Below is a block of entries; repeat exactly the lines starting at the line that contains "pub fn ok()" and ending at the line that contains "pub mod services;", both included.

── Data provided ──

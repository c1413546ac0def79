use axum::{
    http::StatusCode,
    response::{IntoResponse, Response},
    Json,
};
use serde::Serialize;
use thiserror::Error;

#[derive(Debug, Error)]
pub enum ApiError {
    #[error("Unauthorized: {0}")]
    Unauthorized(String),

    #[error("Forbidden: {0}")]
    Forbidden(String),

    #[error("Not found: {0}")]
    NotFound(String),

    #[error("Conflict: {0}")]
    Conflict(String),

    #[error("Validation error: {0}")]
    Validation(String),

    #[error("Internal error: {0}")]
    Internal(String),

    #[error("Service unavailable: {0}")]
    ServiceUnavailable(String),
}

#[derive(Debug, Serialize)]
struct ErrorBody {
    error: String,
    code: &'static str,
}

impl ApiError {
    pub fn status(&self) -> StatusCode {
        match self {
            ApiError::Unauthorized(_) => StatusCode::UNAUTHORIZED,
            ApiError::Forbidden(_) => StatusCode::FORBIDDEN,
            ApiError::NotFound(_) => StatusCode::NOT_FOUND,
            ApiError::Conflict(_) => StatusCode::CONFLICT,
            ApiError::Validation(_) => StatusCode::BAD_REQUEST,
            ApiError::Internal(_) => StatusCode::INTERNAL_SERVER_ERROR,
            ApiError::ServiceUnavailable(_) => StatusCode::SERVICE_UNAVAILABLE,
        }
    }

    fn code(&self) -> &'static str {
        match self {
            ApiError::Unauthorized(_) => "unauthorized",
            ApiError::Forbidden(_) => "forbidden",
            ApiError::NotFound(_) => "not_found",
            ApiError::Conflict(_) => "conflict",
            ApiError::Validation(_) => "validation_error",
            ApiError::Internal(_) => "internal_error",
            ApiError::ServiceUnavailable(_) => "service_unavailable",
        }
    }

    /// Shorthand for the 404 every invitation operation returns.
    pub fn invitation_not_found() -> Self {
        ApiError::NotFound("Invitation not found".into())
    }
}

impl IntoResponse for ApiError {
    fn into_response(self) -> Response {
        let status = self.status();
        let code = self.code();
        let message = match self {
            ApiError::Internal(msg) => {
                tracing::error!("Internal error: {}", msg);
                msg
            }
            ApiError::Unauthorized(msg)
            | ApiError::Forbidden(msg)
            | ApiError::NotFound(msg)
            | ApiError::Conflict(msg)
            | ApiError::Validation(msg)
            | ApiError::ServiceUnavailable(msg) => msg,
        };

        (
            status,
            Json(ErrorBody {
                error: message,
                code,
            }),
        )
            .into_response()
    }
}

impl From<sqlx::Error> for ApiError {
    fn from(err: sqlx::Error) -> Self {
        match err {
            sqlx::Error::RowNotFound => ApiError::NotFound("Resource not found".into()),
            sqlx::Error::Database(db_err) => match db_err.code().as_deref() {
                Some("23505") => ApiError::Conflict("Resource already exists".into()),
                Some("23503") => ApiError::NotFound("Referenced resource not found".into()),
                _ => ApiError::Internal(db_err.message().to_string()),
            },
            _ => ApiError::Internal(err.to_string()),
        }
    }
}

impl From<validator::ValidationErrors> for ApiError {
    fn from(errors: validator::ValidationErrors) -> Self {
        let mut messages: Vec<String> = errors
            .field_errors()
            .iter()
            .flat_map(|(field, errors)| {
                errors.iter().map(move |e| {
                    e.message
                        .as_ref()
                        .map(|m| m.to_string())
                        .unwrap_or_else(|| format!("{} is invalid", field))
                })
            })
            .collect();
        messages.sort();

        ApiError::Validation(messages.join("; "))
    }
}

impl From<shared::password::PasswordError> for ApiError {
    fn from(err: shared::password::PasswordError) -> Self {
        ApiError::Internal(err.to_string())
    }
}
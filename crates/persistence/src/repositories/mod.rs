//! Repository implementations for database operations.

pub mod invitation;
pub mod notification;
pub mod player;
pub mod training_session;
pub mod user;

pub use invitation::{InvitationRepository, InvitationSignup, RenewalRequestOutcome, SignupOutcome};
pub use notification::NotificationRepository;
pub use player::PlayerRepository;
pub use training_session::TrainingSessionRepository;
pub use user::UserRepository;
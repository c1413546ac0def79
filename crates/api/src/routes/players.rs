//! Player roster routes.

use axum::{extract::State, http::StatusCode, Json};
use domain::models::player::{CreatePlayerRequest, ListPlayersQuery};
use domain::models::Player;
use persistence::repositories::PlayerRepository;
use tracing::info;
use uuid::Uuid;
use validator::Validate;

use crate::app::AppState;
use crate::error::ApiError;
use crate::extractors::{JsonBody, PathParams, QueryParams};

pub(crate) fn player_not_found() -> ApiError {
    ApiError::NotFound("Player not found".to_string())
}

/// Add a player to a coach's roster.
///
/// POST /api/players
pub async fn create_player(
    State(state): State<AppState>,
    JsonBody(request): JsonBody<CreatePlayerRequest>,
) -> Result<(StatusCode, Json<Player>), ApiError> {
    request.validate()?;

    let repo = PlayerRepository::new(state.pool.clone());
    let player = repo
        .create(
            request.coach_id,
            request.user_id,
            request.player_name.trim(),
            state.clock.now(),
        )
        .await?;

    info!(
        player_id = %player.id,
        coach_id = %player.coach_id,
        "Player created"
    );

    Ok((StatusCode::CREATED, Json(player.into())))
}

/// List a coach's players.
///
/// GET /api/players?coach=<uuid>
pub async fn list_players(
    State(state): State<AppState>,
    QueryParams(query): QueryParams<ListPlayersQuery>,
) -> Result<Json<Vec<Player>>, ApiError> {
    let coach_id = query
        .coach
        .ok_or_else(|| ApiError::Validation("coach required".to_string()))?;

    let repo = PlayerRepository::new(state.pool.clone());
    let players = repo
        .list_by_coach(coach_id)
        .await?
        .into_iter()
        .map(Player::from)
        .collect();

    Ok(Json(players))
}

/// GET /api/players/:id
pub async fn get_player(
    State(state): State<AppState>,
    PathParams(player_id): PathParams<Uuid>,
) -> Result<Json<Player>, ApiError> {
    let repo = PlayerRepository::new(state.pool.clone());
    let player = repo
        .find_by_id(player_id)
        .await?
        .ok_or_else(player_not_found)?;

    Ok(Json(player.into()))
}

/// Remove a player and, through the cascade, their sessions.
///
/// DELETE /api/players/:id
pub async fn delete_player(
    State(state): State<AppState>,
    PathParams(player_id): PathParams<Uuid>,
) -> Result<StatusCode, ApiError> {
    let repo = PlayerRepository::new(state.pool.clone());
    if repo.delete(player_id).await? == 0 {
        return Err(player_not_found());
    }

    info!(player_id = %player_id, "Player deleted");
    Ok(StatusCode::NO_CONTENT)
}
//! HTTP route handlers.

use serde::Serialize;

pub mod admin;
pub mod auth;
pub mod charts;
pub mod health;
pub mod invitations;
pub mod notifications;
pub mod players;
pub mod sessions;

/// `{"ok": true}` acknowledgement body.
#[derive(Debug, Clone, Copy, Serialize)]
pub struct OkResponse {
    pub ok: bool,
}

impl OkResponse {
    pub fn ok() -> Self {
        Self { ok: true }
    }
}
//! Domain layer for the Coach Tracker backend.
//!
//! This crate contains:
//! - Domain models (Invitation, Notification, User, Player, TrainingSession)
//! - Pure business logic: renewal fan-out planning, chart computation
//! - The clock abstraction used to evaluate invitation expiry

pub mod models;
pub mod services;
//! Database connection pool management.

use serde::Deserialize;
use sqlx::postgres::PgPoolOptions;
use sqlx::PgPool;
use std::time::Duration;

/// Database configuration, deserialized from the `[database]` config section.
#[derive(Debug, Clone, Deserialize)]
pub struct DatabaseConfig {
    pub url: String,

    #[serde(default = "default_max_connections")]
    pub max_connections: u32,

    #[serde(default = "default_min_connections")]
    pub min_connections: u32,

    #[serde(default = "default_connect_timeout")]
    pub connect_timeout_secs: u64,

    #[serde(default = "default_idle_timeout")]
    pub idle_timeout_secs: u64,
}

fn default_max_connections() -> u32 {
    10
}
fn default_min_connections() -> u32 {
    1
}
fn default_connect_timeout() -> u64 {
    10
}
fn default_idle_timeout() -> u64 {
    600
}

/// Creates a PostgreSQL connection pool with the given configuration.
pub async fn create_pool(config: &DatabaseConfig) -> Result<PgPool, sqlx::Error> {
    PgPoolOptions::new()
        .max_connections(config.max_connections)
        .min_connections(config.min_connections)
        .acquire_timeout(Duration::from_secs(config.connect_timeout_secs))
        .idle_timeout(Duration::from_secs(config.idle_timeout_secs))
        .connect(&config.url)
        .await
}

/// Applies the embedded SQL migrations.
pub async fn run_migrations(pool: &PgPool) -> Result<(), sqlx::migrate::MigrateError> {
    sqlx::migrate!("./src/migrations").run(pool).await
}
//! HTTP middleware components.

pub mod logging;
pub mod metrics;
pub mod trace_id;

pub use metrics::{init_metrics, metrics_handler, metrics_middleware};
pub use trace_id::{trace_id, RequestId, REQUEST_ID_HEADER};
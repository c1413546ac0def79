//! Progress chart computation and SVG rendering.
//!
//! Turns a player's sessions into a plotted series for one metric with
//! min/avg/max reference lines. Everything here is a pure function of its
//! inputs.

use chrono::{DateTime, Utc};
use serde::{Deserialize, Serialize};
use std::fmt::{self, Write as _};
use std::str::FromStr;

use crate::models::TrainingSession;

/// Metric plotted on the chart.
#[derive(Debug, Clone, Copy, PartialEq, Eq, Default, Serialize, Deserialize)]
#[serde(rename_all = "snake_case")]
pub enum ChartMetric {
    #[default]
    HsRate,
    Accuracy,
    Kills,
    Deaths,
    DurationMinutes,
    Kd,
}

impl ChartMetric {
    pub fn as_str(&self) -> &'static str {
        match self {
            ChartMetric::HsRate => "hs_rate",
            ChartMetric::Accuracy => "accuracy",
            ChartMetric::Kills => "kills",
            ChartMetric::Deaths => "deaths",
            ChartMetric::DurationMinutes => "duration_minutes",
            ChartMetric::Kd => "kd",
        }
    }

    /// Value of this metric for one session. Missing optional stats count as 0.
    pub fn value_of(&self, session: &TrainingSession) -> f64 {
        match self {
            ChartMetric::HsRate => session.hs_rate,
            ChartMetric::Accuracy => session.accuracy.unwrap_or(0.0),
            ChartMetric::Kills => f64::from(session.kills),
            ChartMetric::Deaths => f64::from(session.deaths),
            ChartMetric::DurationMinutes => f64::from(session.duration_minutes.unwrap_or(0)),
            ChartMetric::Kd => kill_death_ratio(session.kills, session.deaths),
        }
    }
}

impl FromStr for ChartMetric {
    type Err = String;

    fn from_str(s: &str) -> Result<Self, Self::Err> {
        match s {
            "hs_rate" => Ok(ChartMetric::HsRate),
            "accuracy" => Ok(ChartMetric::Accuracy),
            "kills" => Ok(ChartMetric::Kills),
            "deaths" => Ok(ChartMetric::Deaths),
            "duration_minutes" => Ok(ChartMetric::DurationMinutes),
            "kd" => Ok(ChartMetric::Kd),
            _ => Err(format!("Invalid chart metric: {}", s)),
        }
    }
}

impl fmt::Display for ChartMetric {
    fn fmt(&self, f: &mut fmt::Formatter<'_>) -> fmt::Result {
        write!(f, "{}", self.as_str())
    }
}

/// K/D ratio; with zero deaths the raw kill count is used.
pub fn kill_death_ratio(kills: i32, deaths: i32) -> f64 {
    if deaths == 0 {
        f64::from(kills)
    } else {
        f64::from(kills) / f64::from(deaths)
    }
}

/// How an exercise filter compares against a session's exercise type.
#[derive(Debug, Clone, Copy, PartialEq, Eq, Default, Serialize, Deserialize)]
#[serde(rename_all = "snake_case")]
pub enum ExerciseMatch {
    #[default]
    Exact,
    Contains,
}

/// Case-insensitive filter on `exercise_type`.
#[derive(Debug, Clone, PartialEq, Eq)]
pub struct ExerciseFilter {
    needle: String,
    mode: ExerciseMatch,
}

impl ExerciseFilter {
    /// Returns `None` for a blank filter, which means "all sessions".
    pub fn new(exercise_type: &str, mode: ExerciseMatch) -> Option<Self> {
        let needle = exercise_type.trim().to_lowercase();
        if needle.is_empty() {
            None
        } else {
            Some(Self { needle, mode })
        }
    }

    pub fn matches(&self, exercise_type: Option<&str>) -> bool {
        let candidate = exercise_type.unwrap_or_default().trim().to_lowercase();
        match self.mode {
            ExerciseMatch::Exact => candidate == self.needle,
            ExerciseMatch::Contains => candidate.contains(&self.needle),
        }
    }
}

/// Fixed pixel geometry of the chart.
#[derive(Debug, Clone, Copy, PartialEq, Serialize)]
pub struct ChartGeometry {
    pub width: f64,
    pub height: f64,
    pub padding: f64,
}

impl Default for ChartGeometry {
    fn default() -> Self {
        Self {
            width: 640.0,
            height: 220.0,
            padding: 30.0,
        }
    }
}

impl ChartGeometry {
    fn inner_width(&self) -> f64 {
        self.width - self.padding * 2.0
    }

    fn inner_height(&self) -> f64 {
        self.height - self.padding * 2.0
    }
}

/// Which reference lines to draw.
#[derive(Debug, Clone, Copy, PartialEq, Eq, Serialize)]
pub struct ReferenceToggles {
    pub show_min: bool,
    pub show_avg: bool,
    pub show_max: bool,
}

impl Default for ReferenceToggles {
    fn default() -> Self {
        Self {
            show_min: true,
            show_avg: true,
            show_max: true,
        }
    }
}

/// Series statistics. `max` is the plotting max, never equal to `min`.
#[derive(Debug, Clone, Copy, PartialEq, Serialize)]
pub struct SeriesStats {
    pub min: f64,
    pub max: f64,
    pub avg: f64,
}

/// Computes min/avg/max, nudging a flat series to `[v, v + 1]`.
pub fn series_stats(values: &[f64]) -> Option<SeriesStats> {
    if values.is_empty() {
        return None;
    }

    let min = values.iter().copied().fold(f64::INFINITY, f64::min);
    let raw_max = values.iter().copied().fold(f64::NEG_INFINITY, f64::max);
    let max = if raw_max == min { min + 1.0 } else { raw_max };
    let avg = values.iter().sum::<f64>() / values.len() as f64;

    Some(SeriesStats { min, max, avg })
}

#[derive(Debug, Clone, Copy, PartialEq, Eq, Serialize)]
#[serde(rename_all = "lowercase")]
pub enum ReferenceKind {
    Min,
    Avg,
    Max,
}

impl ReferenceKind {
    fn color(&self) -> &'static str {
        match self {
            ReferenceKind::Min => "#ef4444",
            ReferenceKind::Avg => "#eab308",
            ReferenceKind::Max => "#22c55e",
        }
    }
}

/// A dashed horizontal line at a statistic's value.
#[derive(Debug, Clone, PartialEq, Serialize)]
pub struct ReferenceLine {
    pub kind: ReferenceKind,
    pub value: f64,
    pub y: f64,
    pub path: String,
}

/// One plotted session.
#[derive(Debug, Clone, PartialEq, Serialize)]
pub struct ChartPoint {
    pub x: f64,
    pub y: f64,
    pub value: f64,
    pub session_date: DateTime<Utc>,
}

/// A fully computed chart.
#[derive(Debug, Clone, PartialEq, Serialize)]
pub struct Chart {
    pub metric: ChartMetric,
    pub geometry: ChartGeometry,
    pub points: Vec<ChartPoint>,
    pub stats: Option<SeriesStats>,
    pub path: Option<String>,
    pub reference_lines: Vec<ReferenceLine>,
}

/// Filters, sorts and maps sessions onto the chart area.
pub fn build_chart(
    sessions: &[TrainingSession],
    metric: ChartMetric,
    filter: Option<&ExerciseFilter>,
    geometry: ChartGeometry,
    toggles: ReferenceToggles,
) -> Chart {
    let mut selected: Vec<&TrainingSession> = sessions
        .iter()
        .filter(|s| filter.map_or(true, |f| f.matches(s.exercise_type.as_deref())))
        .collect();
    selected.sort_by_key(|s| s.session_date);

    let values: Vec<f64> = selected.iter().map(|s| metric.value_of(s)).collect();
    let Some(stats) = series_stats(&values) else {
        return Chart {
            metric,
            geometry,
            points: Vec::new(),
            stats: None,
            path: None,
            reference_lines: Vec::new(),
        };
    };

    let last_index = selected.len().saturating_sub(1).max(1) as f64;
    let points: Vec<ChartPoint> = selected
        .iter()
        .zip(values.iter())
        .enumerate()
        .map(|(i, (session, &value))| ChartPoint {
            x: geometry.padding + (i as f64 / last_index) * geometry.inner_width(),
            y: value_to_y(value, &stats, &geometry),
            value,
            session_date: session.session_date,
        })
        .collect();

    let path = format!(
        "M {}",
        points
            .iter()
            .map(|p| format!("{},{}", p.x, p.y))
            .collect::<Vec<_>>()
            .join(" L ")
    );

    let reference_lines = [
        (ReferenceKind::Min, stats.min, toggles.show_min),
        (ReferenceKind::Avg, stats.avg, toggles.show_avg),
        (ReferenceKind::Max, stats.max, toggles.show_max),
    ]
    .into_iter()
    .filter(|(_, _, shown)| *shown)
    .map(|(kind, value, _)| {
        let y = value_to_y(value, &stats, &geometry);
        ReferenceLine {
            kind,
            value,
            y,
            path: format!(
                "M {} {} L {} {}",
                geometry.padding,
                y,
                geometry.width - geometry.padding,
                y
            ),
        }
    })
    .collect();

    Chart {
        metric,
        geometry,
        points,
        stats: Some(stats),
        path: Some(path),
        reference_lines,
    }
}

fn value_to_y(value: f64, stats: &SeriesStats, geometry: &ChartGeometry) -> f64 {
    let ratio = (value - stats.min) / (stats.max - stats.min);
    geometry.padding + geometry.inner_height() - ratio * geometry.inner_height()
}

impl Chart {
    /// Renders the chart as a standalone SVG document.
    pub fn to_svg(&self) -> String {
        let g = &self.geometry;
        let mut svg = String::new();

        // write! into a String cannot fail
        let _ = write!(
            svg,
            r##"<svg xmlns="http://www.w3.org/2000/svg" width="{w}" height="{h}" viewBox="0 0 {w} {h}">"##,
            w = g.width,
            h = g.height
        );
        let _ = write!(
            svg,
            r##"<line x1="{p}" y1="{p}" x2="{p}" y2="{b}" stroke="#3f3f46" stroke-width="1"/><line x1="{p}" y1="{b}" x2="{r}" y2="{b}" stroke="#3f3f46" stroke-width="1"/>"##,
            p = g.padding,
            b = g.height - g.padding,
            r = g.width - g.padding
        );

        let Some(path) = &self.path else {
            svg.push_str("</svg>");
            return svg;
        };

        for line in &self.reference_lines {
            let _ = write!(
                svg,
                r##"<path d="{}" fill="none" stroke="{}" stroke-width="1" stroke-dasharray="5,5"/>"##,
                line.path,
                line.kind.color()
            );
        }

        svg.push_str(
            r##"<defs><linearGradient id="progressGradient" x1="0%" y1="0%" x2="100%" y2="0%"><stop offset="0%" stop-color="#f97316"/><stop offset="100%" stop-color="#22c55e"/></linearGradient></defs>"##,
        );
        let _ = write!(
            svg,
            r##"<path d="{}" fill="none" stroke="url(#progressGradient)" stroke-width="2"/>"##,
            path
        );

        let n = self.points.len();
        let label_every = n.div_ceil(6).max(1);
        let last = n.saturating_sub(1).max(1) as f64;
        for (i, point) in self.points.iter().enumerate() {
            let (r, gr, b) = gradient_color(i as f64 / last);
            let _ = write!(
                svg,
                r##"<circle cx="{}" cy="{}" r="3" fill="rgb({}, {}, {})"><title>{:.2}</title></circle>"##,
                point.x, point.y, r, gr, b, point.value
            );
            if i % label_every == 0 {
                let _ = write!(
                    svg,
                    r##"<text x="{}" y="{}" font-size="10" text-anchor="middle" fill="#a1a1aa">{}</text>"##,
                    point.x,
                    g.height - g.padding + 14.0,
                    point.session_date.format("%-m/%-d")
                );
            }
        }

        svg.push_str("</svg>");
        svg
    }
}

───

» Exercise solution:
    pub fn ok() -> Self {
        Self { ok: true }
    }
}
//! Domain layer for the Coach Tracker backend.
//!
//! This crate contains:
//! - Domain models (Invitation, Notification, User, Player, TrainingSession)
//! - Pure business logic: renewal fan-out planning, chart computation
//! - The clock abstraction used to evaluate invitation expiry

pub mod models;
pub mod services;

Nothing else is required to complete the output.